Now referring to FIG. 4a-4c which shows exemplary illustrations of labeling data at different time windows. FIG. 4a illustrates an embodiment wherein only the data on the first timestamp is labeled as unhealthy, and rest of the data is labeled as healthy. For example, consider the first timestamp indicates 14 Mar. 2024, the data on 14 Mar. 2024 is labeled as unhealthy. However, the occurrence of the fault may be on 10 Mar. 2024. Therefore, the evaluation metric of the classifier is 92%. Therefore, the time window needs to be increased. The first timestamp may comprise information related to at least one of: date, hours, minutes, and seconds associated with the fault reporting event.
FIG. 4b shows an illustration wherein the second timestamp is estimated, and the data between the first timestamp and the second timestamp is labeled as unhealthy, and rest of the data is labeled as healthy. In this example, the second timestamp is estimated as 11 Mar. 2024. However, the occurrence of the fault is on 10 Mar. 2024. The data between the first timestamp and the second timestamp is labeled as unhealthy and the rest of the data is labeled as healthy. However, since the occurrence of the fault is on 10 Mar. 2024, the data on 10 Mar. 2024 is mislabeled as healthy. Therefore, the evaluation metric of the classifier 212 is 95% which is not the optimal evaluation metric (from table. 1). Therefore, the time window needs to be increased until the evaluation metric is maximum, for example, 11 Mar. 2024 (from Table. 1).
FIG. 4c shows an illustration wherein an optimal second timestamp is estimated, and the data between the first timestamp and the second timestamp is labeled as unhealthy, and rest of the data is labeled as healthy. In this example, the second timestamp is estimated as 10 Mar. 2024 and the occurrence of the fault is 10 Mar. 2024. The data between the first timestamp and the second timestamp is labeled as unhealthy and the rest of the data is labeled as healthy. In this example, the evaluation metric of the classifier 212 is 98% which is the maximum value of the evaluation metric i.e., the optimal evaluation metric. Therefore, the second timestamp is optimal, and the data is labeled accurately.
FIG. 5 illustrates a method 500 for labeling data of electromechanical devices, in accordance with an embodiment of the present disclosure. At 502, the processor 202 obtains a fault reporting event present in data associated with an electromechanical device. The fault reporting event comprises the first timestamp associated with a fault of the electromechanical device. In an example, the fault reporting event is the reporting of the fault event by a consumer. The first timestamp may comprise information related to at least one of: date, hours, minutes, and seconds associated with the fault reporting event.

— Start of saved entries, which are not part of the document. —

//! Environment models: geomagnetic field and gravity seen by the spacecraft.
//!
//! The dynamics only talks to the [`Environment`] trait. Concrete models:
//! - `ZeroField` and `ConstantField`: deterministic test doubles
//! - `DipoleEnvironment`: tilted centred dipole rotating with the Earth,
//!   secular drift of the dipole coefficients, and a J2 gravity disturbance
//!
//! All vectors are in the inertial (ECI) frame. The `gravity` member of a
//! sample is a disturbance exclusive of the central `-mu r / r^3` term,
//! which the dynamics adds itself.

use nalgebra::Rotation3;

use super::constants::{
    EARTH_EQUATORIAL_RADIUS_M, EARTH_J2, EARTH_MU, EARTH_ROTATION_RATE, GEOMAGNETIC_REFERENCE_RADIUS_M, NT_TO_T,
    SECONDS_PER_YEAR, SIMULATION_START_YEAR,
};
use super::states::NVec3;

/// Positions closer to the origin than this [m] get zero field and gravity.
pub const MIN_FIELD_RADIUS_M: f64 = 1.0;

/// Result of one environment query at (t, position).
#[derive(Debug, Clone, Copy, PartialEq)]
pub struct FieldSample {
    pub magnetic_field: NVec3,                // [T]
    pub magnetic_field_rate: Option<NVec3>,   // [T/s]
    pub gravity: NVec3,                       // disturbance acceleration [m/s^2]
}

impl FieldSample {
    pub fn zero() -> Self {
        Self {
            magnetic_field: NVec3::zeros(),
            magnetic_field_rate: None,
            gravity: NVec3::zeros(),
        }
    }
}

/// Field and gravity provider queried by the dynamics at every RK stage.
///
/// Implementations must be deterministic in their arguments.
pub trait Environment {
    /// Field and gravity disturbance at absolute time `t` [s] and ECI
    /// `position` [m].
    fn evaluate(&self, t: f64, position: &NVec3) -> FieldSample;

    /// Same as [`evaluate`](Self::evaluate), but the field rate may include
    /// the change seen by an observer moving with `velocity`.
    fn evaluate_along(&self, t: f64, position: &NVec3, _velocity: &NVec3) -> FieldSample {
        self.evaluate(t, position)
    }

    /// Gravitational parameter of the central body [m^3/s^2].
    fn gravitational_parameter(&self) -> f64;
}

/// No field, no disturbance.
#[derive(Debug, Clone, Copy)]
pub struct ZeroField {
    pub mu: f64,
}

impl Default for ZeroField {
    fn default() -> Self {
        Self { mu: EARTH_MU }
    }
}

impl Environment for ZeroField {
    fn evaluate(&self, _t: f64, _position: &NVec3) -> FieldSample {
        FieldSample::zero()
    }

    fn gravitational_parameter(&self) -> f64 {
        self.mu
    }
}

/// Uniform, static inertial field.
#[derive(Debug, Clone, Copy)]
pub struct ConstantField {
    pub field: NVec3, // [T]
    pub mu: f64,
}

impl ConstantField {
    pub fn new(field: NVec3) -> Self {
        Self { field, mu: EARTH_MU }
    }
}

impl Environment for ConstantField {
    fn evaluate(&self, _t: f64, _position: &NVec3) -> FieldSample {
        FieldSample {
            magnetic_field: self.field,
            magnetic_field_rate: Some(NVec3::zeros()),
            gravity: NVec3::zeros(),
        }
    }

    fn gravitational_parameter(&self) -> f64 {
        self.mu
    }
}

/// Dipole Gauss coefficients (g10, g11, h11) [nT] and their secular
/// variation [nT/yr], IGRF epoch 2025.
#[derive(Debug, Clone, Copy, PartialEq)]
pub struct DipoleCoefficients {
    pub g10: f64,
    pub g11: f64,
    pub h11: f64,
    pub g10_rate: f64,
    pub g11_rate: f64,
    pub h11_rate: f64,
    pub epoch: f64,
}

impl DipoleCoefficients {
    pub fn igrf2025() -> Self {
        Self {
            g10: -29_350.0,
            g11: -1_410.3,
            h11: 4_545.5,
            g10_rate: 12.6,
            g11_rate: 10.0,
            h11_rate: -21.5,
            epoch: 2025.0,
        }
    }

    /// Earth-fixed dipole vector (g11, h11, g10) at decimal `year` [nT].
    fn moment_ecef(&self, year: f64) -> NVec3 {
        let dy = year - self.epoch;
        NVec3::new(
            self.g11 + self.g11_rate * dy,
            self.h11 + self.h11_rate * dy,
            self.g10 + self.g10_rate * dy,
        )
    }

    /// Secular drift of [`moment_ecef`](Self::moment_ecef) [nT/yr].
    fn moment_rate_ecef(&self) -> NVec3 {
        NVec3::new(self.g11_rate, self.h11_rate, self.g10_rate)
    }
}

impl Default for DipoleCoefficients {
    fn default() -> Self {
        Self::igrf2025()
    }
}

/// Centred tilted dipole plus J2 gravity.
///
/// The ECI and ECEF frames coincide at t = 0 and the Earth spins about +Z at
/// [`EARTH_ROTATION_RATE`].
#[derive(Debug, Clone)]
pub struct DipoleEnvironment {
    coefficients: DipoleCoefficients,
    start_year: f64,
    include_j2: bool,
    mu: f64,
}

impl Default for DipoleEnvironment {
    fn default() -> Self {
        Self::new(SIMULATION_START_YEAR)
    }
}

impl DipoleEnvironment {
    pub fn new(start_year: f64) -> Self {
        Self {
            coefficients: DipoleCoefficients::igrf2025(),
            start_year,
            include_j2: true,
            mu: EARTH_MU,
        }
    }

    pub fn with_coefficients(mut self, coefficients: DipoleCoefficients) -> Self {
        self.coefficients = coefficients;
        self
    }

    pub fn with_j2(mut self, include_j2: bool) -> Self {
        self.include_j2 = include_j2;
        self
    }

    fn earth_rotation(t: f64) -> Rotation3<f64> {
        Rotation3::from_axis_angle(&NVec3::z_axis(), EARTH_ROTATION_RATE * t)
    }

    /// Inertial dipole vector scaled by a^3 [nT m^3] and its time derivative.
    fn dipole(&self, t: f64) -> (NVec3, NVec3) {
        let a3 = GEOMAGNETIC_REFERENCE_RADIUS_M.powi(3);
        let year = self.start_year + t / SECONDS_PER_YEAR;
        let rot = Self::earth_rotation(t);

        let m = rot * self.coefficients.moment_ecef(year) * a3;
        let drift = rot * self.coefficients.moment_rate_ecef() * (a3 / SECONDS_PER_YEAR);
        let m_dot = NVec3::z().cross(&m) * EARTH_ROTATION_RATE + drift;
        (m, m_dot)
    }

    /// `3 (m.r) r / r^5 - m / r^3`
    fn dipole_field(m: &NVec3, r: &NVec3) -> NVec3 {
        let r2 = r.norm_squared();
        let r_norm = r2.sqrt();
        let r3 = r2 * r_norm;
        let r5 = r3 * r2;
        r * (3.0 * m.dot(r) / r5) - m / r3
    }

    /// Time derivative of [`dipole_field`](Self::dipole_field) for a point
    /// moving with velocity `v` through a static dipole.
    fn convective_rate(m: &NVec3, r: &NVec3, v: &NVec3) -> NVec3 {
        let r2 = r.norm_squared();
        let r5 = r2 * r2 * r2.sqrt();
        let r7 = r5 * r2;
        let m_r = m.dot(r);
        let r_v = r.dot(v);
        (r * m.dot(v) + v * m_r) * (3.0 / r5) - r * (15.0 * m_r * r_v / r7) + m * (3.0 * r_v / r5)
    }

    /// J2 perturbing acceleration [m/s^2].
    fn j2_acceleration(&self, r: &NVec3) -> NVec3 {
        let r2 = r.norm_squared();
        let r_norm = r2.sqrt();
        let z2_r2 = r.z * r.z / r2;
        let factor = -1.5 * EARTH_J2 * self.mu * EARTH_EQUATORIAL_RADIUS_M.powi(2) / (r2 * r2 * r_norm);
        NVec3::new(
            factor * r.x * (1.0 - 5.0 * z2_r2),
            factor * r.y * (1.0 - 5.0 * z2_r2),
            factor * r.z * (3.0 - 5.0 * z2_r2),
        )
    }

    fn sample(&self, t: f64, position: &NVec3, velocity: Option<&NVec3>) -> FieldSample {
        if position.norm() < MIN_FIELD_RADIUS_M {
            return FieldSample::zero();
        }
        let (m, m_dot) = self.dipole(t);
        let field = Self::dipole_field(&m, position) * NT_TO_T;
        let mut rate = Self::dipole_field(&m_dot, position);
        if let Some(v) = velocity {
            rate += Self::convective_rate(&m, position, v);
        }
        let gravity = if self.include_j2 {
            self.j2_acceleration(position)
        } else {
            NVec3::zeros()
        };
        FieldSample {
            magnetic_field: field,
            magnetic_field_rate: Some(rate * NT_TO_T),
            gravity,
        }
    }
}

impl Environment for DipoleEnvironment {
    fn evaluate(&self, t: f64, position: &NVec3) -> FieldSample {
        self.sample(t, position, None)
    }

    fn evaluate_along(&self, t: f64, position: &NVec3, velocity: &NVec3) -> FieldSample {
        self.sample(t, position, Some(velocity))
    }

    fn gravitational_parameter(&self) -> f64 {
        self.mu
    }
}

#[cfg(test)]
mod tests {
    use super::*;
    use approx::{assert_abs_diff_eq, assert_relative_eq};

    const LEO_RADIUS: f64 = EARTH_EQUATORIAL_RADIUS_M + 650e3;

    #[test]
    fn leo_field_magnitude() {
        let env = DipoleEnvironment::default();
        let points = [
            NVec3::new(LEO_RADIUS, 0.0, 0.0),
            NVec3::new(0.0, LEO_RADIUS, 0.0),
            NVec3::new(0.0, 0.0, LEO_RADIUS),
            NVec3::new(1.0, -1.0, 1.0).normalize() * LEO_RADIUS,
        ];
        for p in points {
            let b = env.evaluate(0.0, &p).magnetic_field.norm();
            assert!((20e-6..=60e-6).contains(&b), "|B| = {} T at {:?}", b, p);
        }
    }

    #[test]
    fn axial_coefficients_give_pole_to_equator_ratio_of_two() {
        let axial = DipoleCoefficients {
            g10: -30_000.0,
            g11: 0.0,
            h11: 0.0,
            g10_rate: 0.0,
            g11_rate: 0.0,
            h11_rate: 0.0,
            epoch: 2025.0,
        };
        let env = DipoleEnvironment::new(2025.0).with_coefficients(axial).with_j2(false);
        let pole = env.evaluate(0.0, &NVec3::new(0.0, 0.0, LEO_RADIUS));
        let equator = env.evaluate(0.0, &NVec3::new(LEO_RADIUS, 0.0, 0.0));

        assert_abs_diff_eq!(pole.magnetic_field.x, 0.0, epsilon = 1e-15);
        assert_abs_diff_eq!(pole.magnetic_field.y, 0.0, epsilon = 1e-15);
        assert!(pole.magnetic_field.z < 0.0);
        assert_relative_eq!(
            pole.magnetic_field.norm(),
            2.0 * equator.magnetic_field.norm(),
            max_relative = 1e-9
        );
        assert_eq!(pole.gravity, NVec3::zeros());
    }

    #[test]
    fn field_points_down_in_the_north() {
        let env = DipoleEnvironment::default();
        let p = NVec3::new(0.0, 0.0, LEO_RADIUS);
        assert!(env.evaluate(0.0, &p).magnetic_field.z < 0.0);
    }

    #[test]
    fn field_rate_matches_finite_difference() {
        let env = DipoleEnvironment::default();
        let r = NVec3::new(LEO_RADIUS * 0.6, -LEO_RADIUS * 0.48, LEO_RADIUS * 0.64);
        let v = NVec3::new(-3000.0, 4500.0, 5000.0);
        let t = 1234.0;
        let dt = 1e-2;

        let rate = env.evaluate_along(t, &r, &v).magnetic_field_rate.unwrap();
        let b_plus = env.evaluate(t + dt, &(r + v * dt)).magnetic_field;
        let b_minus = env.evaluate(t - dt, &(r - v * dt)).magnetic_field;
        let fd = (b_plus - b_minus) / (2.0 * dt);
        assert_abs_diff_eq!(rate, fd, epsilon = 1e-11);
    }

    #[test]
    fn static_point_only_sees_earth_rotation() {
        let env = DipoleEnvironment::default();
        let r = NVec3::new(LEO_RADIUS, 0.0, 0.0);
        let still = env.evaluate(0.0, &r).magnetic_field_rate.unwrap();
        let moving = env.evaluate_along(0.0, &r, &NVec3::zeros()).magnetic_field_rate.unwrap();
        assert_abs_diff_eq!(still, moving, epsilon = 1e-18);
        assert!(still.norm() < 1e-8);
    }

    #[test]
    fn j2_is_small_disturbance() {
        let env = DipoleEnvironment::default();
        let r = NVec3::new(LEO_RADIUS, 0.0, 0.0);
        let g = env.evaluate(0.0, &r).gravity;
        let central = EARTH_MU / (LEO_RADIUS * LEO_RADIUS);
        // equatorial J2 pulls inward at about 1.5 J2 (R/r)^2 of the central term
        assert!(g.x < 0.0);
        let expected = 1.5 * EARTH_J2 * (EARTH_EQUATORIAL_RADIUS_M / LEO_RADIUS).powi(2) * central;
        assert_relative_eq!(-g.x, expected, max_relative = 1e-9);

        let none = env.clone().with_j2(false).evaluate(0.0, &r).gravity;
        assert_eq!(none, NVec3::zeros());
    }

    #[test]
    fn origin_is_guarded() {
        let env = DipoleEnvironment::default();
        let s = env.evaluate(0.0, &NVec3::zeros());
        assert_eq!(s, FieldSample::zero());
    }

    #[test]
    fn test_doubles() {
        let c = ConstantField::new(NVec3::new(0.0, 3e-5, 0.0));
        let s = c.evaluate(10.0, &NVec3::x());
        assert_eq!(s.magnetic_field.y, 3e-5);
        assert_eq!(s.gravity, NVec3::zeros());
        assert_eq!(ZeroField::default().evaluate(0.0, &NVec3::x()), FieldSample::zero());
        assert_eq!(ZeroField::default().gravitational_parameter(), EARTH_MU);
    }
}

At 504, the processor 202 estimates the second timestamp prior to the first timestamp based on domain knowledge associated with the electromechanical device. The data in a time window formed between the first timestamp and the second timestamp are labeled as unhealthy. For example, if the electromechanical device is a motor and the first timestamp indicates 14 Mar. 2024 at 2359 hrs, the second timestamp may be considered before 1 week. In another example, if the electromechanical device is a drive and the first timestamp is 14 Mar. 2024, the second timestamp may be considered before 10 hrs.
At 506, the processor 202 iteratively increases a size of the time window by updating the second timestamp and selecting the data in the time window for labeling the data. In an embodiment, the size of the time window may be increased by a predefined value based on the domain knowledge. For example, if the electromechanical device is a motor, the time window may be increased at an interval of 1 week. In another example, if the electromechanical device is the driver, the time window may be increased at an interval of 10 hours.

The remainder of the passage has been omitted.